Caries of the teeth To discover any pockets of possible decay, your dental hygienist will inspect your teeth and take x-rays. If you see indications of decay, you may need to have a cavity filled or endure more invasive operations to prevent bacteria from spreading to the core of your tooth.
The most common form of treatment for decayed teeth is a dental filling. A dentist can tell you all about different types of fillings available for decayed, damaged teeth. Your dental hygienist may also recommend that you have some of your natural teeth removed so they can be replaced with dentures. You must keep your mouth clean to avoid further damage to your teeth.

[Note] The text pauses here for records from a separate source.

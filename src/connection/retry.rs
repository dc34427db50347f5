//! Reconnect burst and backoff settings.

use std::time::Duration;

use rand::Rng;
use serde::{Deserialize, Serialize};
use tracing::warn;

/// Burst size substituted when a burst of zero is configured.
pub const DEFAULT_BURST: u32 = 5;

/// Retry discipline for the connection manager.
///
/// Attempts come in bursts of `burst` tries spaced `attempt_interval_ms`
/// apart. After a failed burst the manager sleeps for
/// `burst * rand[0, backoff_max_factor) * backoff_unit_ms` and starts over.
#[derive(Debug, Clone, PartialEq, Eq, Serialize, Deserialize)]
pub struct RetryConfig {
    /// Connection attempts per burst
    #[serde(default = "default_burst")]
    pub burst: u32,

    /// Pause between attempts inside a burst, in milliseconds
    #[serde(default = "default_attempt_interval")]
    pub attempt_interval_ms: u64,

    /// Backoff unit between bursts, in milliseconds
    #[serde(default = "default_backoff_unit")]
    pub backoff_unit_ms: u64,

    /// Exclusive upper bound of the random backoff multiplier
    #[serde(default = "default_backoff_max_factor")]
    pub backoff_max_factor: u32,
}

impl Default for RetryConfig {
    fn default() -> Self {
        Self {
            burst: default_burst(),
            attempt_interval_ms: default_attempt_interval(),
            backoff_unit_ms: default_backoff_unit(),
            backoff_max_factor: default_backoff_max_factor(),
        }
    }
}

fn default_burst() -> u32 {
    1
}

fn default_attempt_interval() -> u64 {
    1000
}

fn default_backoff_unit() -> u64 {
    1000
}

fn default_backoff_max_factor() -> u32 {
    10
}

impl RetryConfig {
    /// Return a copy with a zero burst replaced by [`DEFAULT_BURST`].
    ///
    /// Zero attempts per burst would mean never connecting, which is not a
    /// meaningful setting.
    pub fn normalized(&self) -> Self {
        let mut config = self.clone();
        if config.burst == 0 {
            warn!(
                default = DEFAULT_BURST,
                "Retry burst of zero is not usable, falling back to default"
            );
            config.burst = DEFAULT_BURST;
        }
        config
    }

    /// Pause between two attempts of the same burst.
    pub fn attempt_interval(&self) -> Duration {
        Duration::from_millis(self.attempt_interval_ms)
    }

    /// Randomized pause after an exhausted burst.
    pub fn backoff(&self) -> Duration {
        self.backoff_with_rng(&mut rand::thread_rng())
    }

    /// Randomized pause using a caller-provided RNG.
    pub fn backoff_with_rng<R: Rng>(&self, rng: &mut R) -> Duration {
        let factor = if self.backoff_max_factor == 0 {
            0
        } else {
            rng.gen_range(0..self.backoff_max_factor)
        };
        let units = u64::from(self.burst).saturating_mul(u64::from(factor));
        Duration::from_millis(units.saturating_mul(self.backoff_unit_ms))
    }

    /// Largest pause [`RetryConfig::backoff`] can return.
    pub fn max_backoff(&self) -> Duration {
        let factor = u64::from(self.backoff_max_factor.saturating_sub(1));
        Duration::from_millis(
            u64::from(self.burst)
                .saturating_mul(factor)
                .saturating_mul(self.backoff_unit_ms),
        )
    }
}

#[cfg(test)]
mod tests {
    use super::*;
    use rand::rngs::StdRng;
    use rand::SeedableRng;

    #[test]
    fn test_zero_burst_is_corrected() {
        let config = RetryConfig {
            burst: 0,
            ..Default::default()
        };
        assert_eq!(config.normalized().burst, DEFAULT_BURST);
    }

    #[test]
    fn test_nonzero_burst_is_kept() {
        let config = RetryConfig {
            burst: 3,
            ..Default::default()
        };
        assert_eq!(config.normalized().burst, 3);
    }

    #[test]
    fn test_backoff_is_bounded_and_proportional() {
        let config = RetryConfig {
            burst: 3,
            attempt_interval_ms: 10,
            backoff_unit_ms: 100,
            backoff_max_factor: 10,
        };
        let mut rng = StdRng::seed_from_u64(7);

        for _ in 0..200 {
            let backoff = config.backoff_with_rng(&mut rng);
            assert!(backoff <= config.max_backoff());
            // Always a whole number of burst-sized units.
            assert_eq!(backoff.as_millis() % 300, 0);
        }
        assert_eq!(config.max_backoff(), Duration::from_millis(2700));
    }

    #[test]
    fn test_zero_factor_means_no_backoff() {
        let config = RetryConfig {
            backoff_max_factor: 0,
            ..Default::default()
        };
        assert_eq!(config.backoff(), Duration::ZERO);
        assert_eq!(config.max_backoff(), Duration::ZERO);
    }
}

Dental caries are conditions caused by an imbalance between the amount of sugar in your diet and your body's ability to remove it. This results in acid forming bacteria growing in your mouth where they can cause pain when you eat foods with carbohydrates such as cookies, cakes, and candy. Medical professionals call this condition "osteoporosis of the bone" because the low pH level associated with caries causes bone loss. As your bones lose weight, they become more susceptible to fracture if you fall accidently or experience other trauma. Caries can be prevented by practicing good oral hygiene and limiting your intake of sugars. The best course of action for decayed teeth is to visit your dentist regularly for checkups and cleaning procedures.
Typically, your dentist can identify tooth decay by:
If the decay becomes severe enough, a portion of the tooth may crack, creating a wide visible hole, and the tooth may become sensitive to biting pressure. Unpleasant breath and/or a bad taste in the mouth are symptoms as well. Cavities on the front teeth are the most visible and will appear as a brown or black patch. They start out as thin layers of enamel that slowly break down due to sugar consumption. The inner part of the tooth is where the disease begins; therefore, any contact with the saliva should be avoided until the dentist can treat it.
Front-teeth cavities can affect your ability to eat some foods or participate in some activities. For example, you might not be able to eat hot dogs, candy, or fruit if they cause pain when you bite down. However, there are things you can do about them that won't hurt itself but will help prevent further damage. Cleaning your teeth after eating anything that contains sugar is important for preventing further decay - this includes all types of food and beverages, including iced tea, juice, coffee, wine, beer, and chocolate. If you're concerned about your cavity status, ask your dentist about options for treating decayed teeth before they get too far gone.
Early tooth decay might manifest as a white spot on the tooth. If the decay has progressed, it may manifest as a darker patch or a hole in the tooth. The dentist can also examine the teeth for soft or sticky places, as well as take an x-ray, which can reveal deterioration. Older adults are most at risk for developing dental disease because their bodies are not able to fight off infection as easily as those of younger people.
Dental caries is the leading cause of disability among children worldwide. It is also one of the most expensive diseases to treat due to the need for extensive work to restore damaged teeth.
Decayed teeth must be treated by a dentist so that any remaining pulp will be protected before it becomes infected. Infected pulp can lead to serious complications such as heart disease or kidney failure if not treated promptly. The tooth itself may have to be removed if there is too much damage or if its removal won't affect the health of the patient.
With proper treatment, nearly all teeth can be saved. However, this depends on how early the disease is detected and what type of therapy is used. If you are an adult and your teeth are showing signs of decay, contact your dentist immediately to determine the best course of action.